Dr. Stuart Ray, a professor of medicine at Johns Hopkins Medicine in Baltimore, agrees that it makes sense to end universal masking in healthcare settings.
“The landscape of risk has shifted,” he said, pointing to the high levels of immunity gained through vaccination and prior infection, and evidence showing that people can protect themselves by wearing a high-quality mask.
However, healthcare settings “have an ethical duty to protect people who are particularly vulnerable,” he said, “so it makes a lot of sense to wear masks when they can be worn without disrupting your work.”
Even without universal masking policies, healthcare workers can still choose to wear masks at work, something Ray said is especially important given the possibility of staff having an asymptomatic infection.
“I tend to wear a mask in most situations, simply because it’s safer for patients and it’s not a burden for me,” he said.
At times when masks may not be feasible — such as if they hinder communication or the patient can’t wear a mask due to a respiratory or other medical condition — Ray said there are other ways to lessen the infection risk.
“If we have a meeting with a family where the stakes are high and a misunderstanding is possible, we’ll try to do that in a place that’s well ventilated,” he said. “I may also take off my mask while I’m speaking.”
While the pandemic of COVID-19 is no longer making headlines, the disease is still around.
“I was just on the wards recently seeing people with moderate to severe COVID-19,” said Ray. “So it’s not like the coronavirus is gone.”
New variants also continue to pop up. Some — such as XBB.1.16, dubbed “Arcturus,” which is spreading in India and some U.S. states — are causing spikes in cases.

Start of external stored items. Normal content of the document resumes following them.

//! # Software Secure Area
//!
//! In-process [`SecureArea`] backend holding slot-indexed Ed25519 keys,
//! suitable for development and testing. Production deployments use a
//! platform keystore behind the same trait.
//!
//! ## Security
//!
//! - Key material lives in process memory, protected by OS isolation only.
//! - Every slot entry is zeroized on drop.
//! - `Debug` prints slot numbers, never key bytes.

use dashmap::DashMap;
use ed25519_dalek::Signer;
use zeroize::Zeroize;

use crate::error::CryptoError;
use crate::secure_area::SecureArea;

/// A slot entry with zeroize-on-drop.
///
/// `SigningKey` implements `ZeroizeOnDrop` (under the `zeroize` feature),
/// so its secret bytes are wiped automatically when a `SlotEntry` drops.
struct SlotEntry {
    signing_key: ed25519_dalek::SigningKey,
}

/// In-process secure area using `ed25519-dalek`.
///
/// Keys are indexed by slot number. Slots are populated with
/// [`generate_key`](SoftwareSecureArea::generate_key) or
/// [`import_key`](SoftwareSecureArea::import_key); the [`SecureArea`]
/// capability surface then signs with them without ever exposing the
/// private bytes.
pub struct SoftwareSecureArea {
    name: String,
    slots: DashMap<u32, SlotEntry>,
}

impl SoftwareSecureArea {
    /// The default registry name for the software backend.
    pub const DEFAULT_NAME: &'static str = "software";

    /// Create an empty software secure area named
    /// [`DEFAULT_NAME`](Self::DEFAULT_NAME).
    pub fn new() -> Self {
        Self::with_name(Self::DEFAULT_NAME)
    }

    /// Create an empty software secure area with a custom registry name.
    pub fn with_name(name: impl Into<String>) -> Self {
        Self {
            name: name.into(),
            slots: DashMap::new(),
        }
    }

    /// Generate a new Ed25519 key at `slot`, replacing any existing key,
    /// and return its public key bytes.
    pub fn generate_key(&self, slot: u32) -> Vec<u8> {
        let mut rng = rand_core::OsRng;
        let signing_key = ed25519_dalek::SigningKey::generate(&mut rng);
        let public = signing_key.verifying_key().to_bytes().to_vec();
        self.slots.insert(slot, SlotEntry { signing_key });
        public
    }

    /// Import a 32-byte Ed25519 seed into `slot` and return the public
    /// key bytes.
    ///
    /// # Errors
    ///
    /// Returns [`CryptoError::InvalidKeyMaterial`] if the seed is not
    /// exactly 32 bytes.
    pub fn import_key(&self, slot: u32, seed: &[u8]) -> Result<Vec<u8>, CryptoError> {
        if seed.len() != 32 {
            return Err(CryptoError::InvalidKeyMaterial(format!(
                "Ed25519 seed must be 32 bytes, got {}",
                seed.len()
            )));
        }
        let mut bytes = [0u8; 32];
        bytes.copy_from_slice(seed);
        let signing_key = ed25519_dalek::SigningKey::from_bytes(&bytes);
        bytes.zeroize();
        let public = signing_key.verifying_key().to_bytes().to_vec();
        self.slots.insert(slot, SlotEntry { signing_key });
        Ok(public)
    }

    /// Slots currently holding a key.
    pub fn occupied_slots(&self) -> Vec<u32> {
        self.slots.iter().map(|e| *e.key()).collect()
    }

    fn slot_not_found(&self, slot: u32) -> CryptoError {
        CryptoError::SlotNotFound {
            area: self.name.clone(),
            slot,
        }
    }
}

impl Default for SoftwareSecureArea {
    fn default() -> Self {
        Self::new()
    }
}

impl std::fmt::Debug for SoftwareSecureArea {
    fn fmt(&self, f: &mut std::fmt::Formatter<'_>) -> std::fmt::Result {
        f.debug_struct("SoftwareSecureArea")
            .field("name", &self.name)
            .field("slot_count", &self.slots.len())
            .finish()
    }
}

impl SecureArea for SoftwareSecureArea {
    fn name(&self) -> &str {
        &self.name
    }

    fn public_key(&self, slot: u32) -> Result<Vec<u8>, CryptoError> {
        let entry = self.slots.get(&slot).ok_or_else(|| self.slot_not_found(slot))?;
        Ok(entry.signing_key.verifying_key().to_bytes().to_vec())
    }

    fn sign(&self, slot: u32, data: &[u8]) -> Result<Vec<u8>, CryptoError> {
        let entry = self.slots.get(&slot).ok_or_else(|| self.slot_not_found(slot))?;
        let signature = entry.signing_key.sign(data);
        Ok(signature.to_bytes().to_vec())
    }

    fn key_agreement(&self, slot: u32, _peer_public_key: &[u8]) -> Result<Vec<u8>, CryptoError> {
        // Ed25519 is a signature scheme, not an ECDH key. An agreement-
        // capable backend (P-256) plugs in behind the same trait.
        self.slots.get(&slot).ok_or_else(|| self.slot_not_found(slot))?;
        Err(CryptoError::NotImplemented(
            "key agreement requires an ECDH-capable secure area backend".into(),
        ))
    }
}

#[cfg(test)]
mod tests {
    use super::*;
    use ed25519_dalek::Verifier;

    #[test]
    fn generate_and_sign() {
        let area = SoftwareSecureArea::new();
        let public = area.generate_key(0);
        assert_eq!(public.len(), 32);

        let sig = area.sign(0, b"session transcript").expect("sign");
        assert_eq!(sig.len(), 64);

        let vk = ed25519_dalek::VerifyingKey::from_bytes(&public.try_into().unwrap()).unwrap();
        let sig = ed25519_dalek::Signature::from_slice(&sig).unwrap();
        assert!(vk.verify(b"session transcript", &sig).is_ok());
    }

    #[test]
    fn import_deterministic() {
        let seed = [7u8; 32];
        let a = SoftwareSecureArea::new();
        let b = SoftwareSecureArea::new();
        let pk_a = a.import_key(3, &seed).expect("import");
        let pk_b = b.import_key(9, &seed).expect("import");
        assert_eq!(pk_a, pk_b);

        let sig_a = a.sign(3, b"msg").unwrap();
        let sig_b = b.sign(9, b"msg").unwrap();
        assert_eq!(sig_a, sig_b);
    }

    #[test]
    fn import_rejects_wrong_length() {
        let area = SoftwareSecureArea::new();
        assert!(area.import_key(0, &[0u8; 16]).is_err());
        assert!(area.import_key(0, &[0u8; 33]).is_err());
    }

    #[test]
    fn sign_empty_slot_fails() {
        let area = SoftwareSecureArea::new();
        let err = area.sign(42, b"data").unwrap_err();
        assert!(matches!(err, CryptoError::SlotNotFound { slot: 42, .. }));
    }

    #[test]
    fn public_key_empty_slot_fails() {
        let area = SoftwareSecureArea::new();
        assert!(area.public_key(1).is_err());
    }

    #[test]
    fn key_agreement_not_implemented() {
        let area = SoftwareSecureArea::new();
        area.generate_key(0);
        let err = area.key_agreement(0, &[0u8; 32]).unwrap_err();
        assert!(matches!(err, CryptoError::NotImplemented(_)));
    }

    #[test]
    fn key_agreement_empty_slot_reports_slot() {
        let area = SoftwareSecureArea::new();
        let err = area.key_agreement(5, &[0u8; 32]).unwrap_err();
        assert!(matches!(err, CryptoError::SlotNotFound { slot: 5, .. }));
    }

    #[test]
    fn occupied_slots() {
        let area = SoftwareSecureArea::new();
        area.generate_key(0);
        area.generate_key(4);
        let mut slots = area.occupied_slots();
        slots.sort_unstable();
        assert_eq!(slots, vec![0, 4]);
    }

    #[test]
    fn debug_does_not_leak_key_material() {
        let seed = [0xaa_u8; 32];
        let area = SoftwareSecureArea::new();
        area.import_key(0, &seed).unwrap();
        let debug = format!("{area:?}");
        assert!(debug.contains("SoftwareSecureArea"));
        assert!(!debug.contains("aaaa"));
    }

    #[test]
    fn custom_name() {
        let area = SoftwareSecureArea::with_name("test-area");
        assert_eq!(area.name(), "test-area");
    }
}
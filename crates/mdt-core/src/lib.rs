//! # mdt-core — Foundational Types for the MDT Stack
//!
//! Domain-primitive types shared by every crate in the workspace:
//!
//! - **Identifiers** (`document.rs`): [`DocumentId`] — the opaque join key
//!   across all per-document maps of a transfer request.
//! - **Tokens** (`document.rs`): [`DataFormat`], [`DocType`] and
//!   [`DeviceAuthMethod`] — free-text wire tokens parsed into closed enums
//!   at the assembly boundary.
//! - **Display names** (`document.rs`): the namespace → data-element →
//!   display-text structure carried alongside a document.
//! - **Errors** (`error.rs`): construction-time validation and
//!   token-parsing errors.
//!
//! ## Crate Policy
//!
//! - No cryptography, no I/O, no interior mutability.
//! - Every identifier validates at construction; invalid values are
//!   rejected at deserialization time, never silently accepted.

pub mod document;
pub mod error;

pub use document::{
    DataElementIdentifier, DataFormat, DeviceAuthMethod, DisplayNames, DocType, DocumentId,
    NameSpace,
};
pub use error::{TokenError, ValidationError};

In addition, over 1,300 people died of COVID-19 during the previous week — an average of around 5,200 per month, the agency reports. COVID-19 remains a leading cause of death among people 19 years or younger, some of whom are too young to wear a mask.
While rates of hospitalizations and deaths have dropped dramatically since earlier in the pandemic, the risks of COVID-19 go beyond acute illness. Each coronavirus infection increases the risk of chronic health issues such as diabetes — in adults and children — and heart conditions.
In addition, people with long COVID can have problems for weeks, months or years after their initial infection, with tiredness, fatigue, heart palpitations, difficulty thinking and other symptoms.
With few mask-related policies in place, people will need to decide for themselves how much COVID-19-related risk they are comfortable with, and what steps to take.
“If a person is vulnerable [themselves], or they are caring for or living with people who are vulnerable, then wearing a mask may be the rational choice,” said Ray.
In general, respirators such as N95 masks are more effective than loose-fitting cloth or surgical masks.
To protect yourself and others in the community, you can also choose to wear a mask in shared indoor public spaces such as on public transit, or in grocery stores, doctor’s offices and other places.